Enjoy your lunch or dinner at one of the many restaurants overlooking the Plaza de Armas. You’ll be treated to a spectacular view of La Catedral.

A year ago I had never even heard of Arequipa. Today, I just cannot stop raving about it.

We were never even supposed to go there. We were supposed to be roughing it on the Inca Trail in route to Machu Picchu, shopping with the locals and relaxing in the beautiful city of Cusco nestled deep in the Andes Mountains, then heading back to Lima for some quick sight-seeing before heading back to the States. But, alas, even the best-laid plans are not impervious to derailment. So, just a few weeks before our scheduled departure, we found ourselves delving back into the guidebooks, searching desperately for something to fill a nearly week-long gap in our itinerary.

After experiencing the unique culture and landscape of the Lake Titicaca town of Puno, learning to live like the locals on Isla Taquile, and marveling at the centuries-old traditions of the Uros people who live on floating islands, we decided to head back into an urban setting and Arequipa, located between Puno and Lima, seemed the perfect fit. After all, it was close to the spectacular Colca Canyon, which Justin desperately wanted to see, and the expansive Santa Catalina monastery, which sounded great to me.

This beautiful colonial-style city in Peru’s Canyon Country is known as the “White City” for its buildings made of sillar, a white volcanic stone (which, coincidentally, is in abundant supply thanks to the two volcanoes sitting just outside the town). Arequipa has grown into Peru’s second largest city, and its historical, colonial style downtown has been designated a UNESCO World Heritage Site for it’s incredible architecture and historical significance. Pretty impressive for a city I had never heard of!

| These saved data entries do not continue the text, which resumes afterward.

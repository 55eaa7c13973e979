//! ## vidlink-telemetry::logging
//! Structured logging with `tracing`.
//!
//! `RUST_LOG` takes precedence over the configured default level.

use tracing::{debug, error, info, warn};
use tracing_subscriber::fmt::format::FmtSpan;
use tracing_subscriber::{fmt, EnvFilter};
use vidlink_protocol::{Channel, DecodeError, ExtractionError, ParameterSets};

#[derive(Clone, Copy, Debug)]
pub struct DecodeLogger;

impl DecodeLogger {
    /// Installs the global subscriber. Later calls are no-ops.
    pub fn init(default_level: &str) {
        let _ = fmt()
            .with_env_filter(
                EnvFilter::try_from_default_env()
                    .unwrap_or_else(|_| EnvFilter::new(default_level)),
            )
            .with_thread_names(true)
            .with_span_events(FmtSpan::CLOSE)
            .try_init();
    }

    /// Reports a frame that was rejected and dropped.
    pub fn log_drop(channel: Channel, sequence: Option<u8>, error: &DecodeError) {
        warn!(
            channel = %channel,
            sequence = ?sequence,
            reason = error.reason(),
            error = %error,
            "Dropped frame"
        );
    }

    /// Reports newly seen parameter sets.
    pub fn log_parameter_sets(sets: &ParameterSets) {
        info!(
            sps_len = sets.sps.len(),
            pps_len = sets.pps.len(),
            "Parameter sets updated"
        );
    }

    /// Reports an extraction that failed for a reason other than absent parameter sets.
    pub fn log_extraction_failure(sequence: u8, failure: &ExtractionError) {
        error!(
            sequence,
            reason = failure.reason(),
            error = %failure,
            "Parameter-set extraction failed"
        );
    }

    /// Reports a completed picture.
    pub fn log_frame(sequence: u8, len: usize) {
        debug!(sequence, len, "Frame assembled");
    }
}

#[cfg(test)]
mod tests {
    use super::*;
    use tracing_test::traced_test;

    #[traced_test]
    #[test]
    fn test_log_drop() {
        DecodeLogger::log_drop(
            Channel::Data,
            Some(7),
            &DecodeError::ChecksumMismatch {
                expected: 0x01,
                computed: 0x02,
            },
        );
        assert!(logs_contain("Dropped frame"));
        assert!(logs_contain("checksum_mismatch"));
    }

    #[traced_test]
    #[test]
    fn test_log_extraction_failure() {
        DecodeLogger::log_extraction_failure(
            3,
            &ExtractionError::ResourceExhausted { requested: 128 },
        );
        assert!(logs_contain("Parameter-set extraction failed"));
        assert!(logs_contain("resource_exhausted"));
    }
}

So when it came time to find a place to stay in Arequipa, I decided instead of going for the super-cheap, bare-bones, roof-over-your-head accommodations, this time I would look for a place with the 3 C’s: Character, Comfort, and Charm. (I usually only concern myself with one C — Cost!)

This search led me to La Casa de Melgar, located just a few blocks away from the Plaza de Armas and the Santa Catalina Monastery. After doing due diligence on my research, I was sold. This place had everything we were looking for!

1.) Character


When the hotel website equated a stay here with a stay at the Santa Catalina Monastery, I was irreversibly smitten. The style mirrors the 18th Century Spanish Colonial style of much of the town and is made of the famed sillar.
Walking through the halls, passing underneath archways and vaults, gives visitors the impression they are in a monastery or a Spanish villa.


2.) Comfort


The bedrooms made me feel as though I was sleeping in a castle — or a cave! — though they were very light and airy, with windows that open outwardly and if you’re lucky, you had a room with a skylight!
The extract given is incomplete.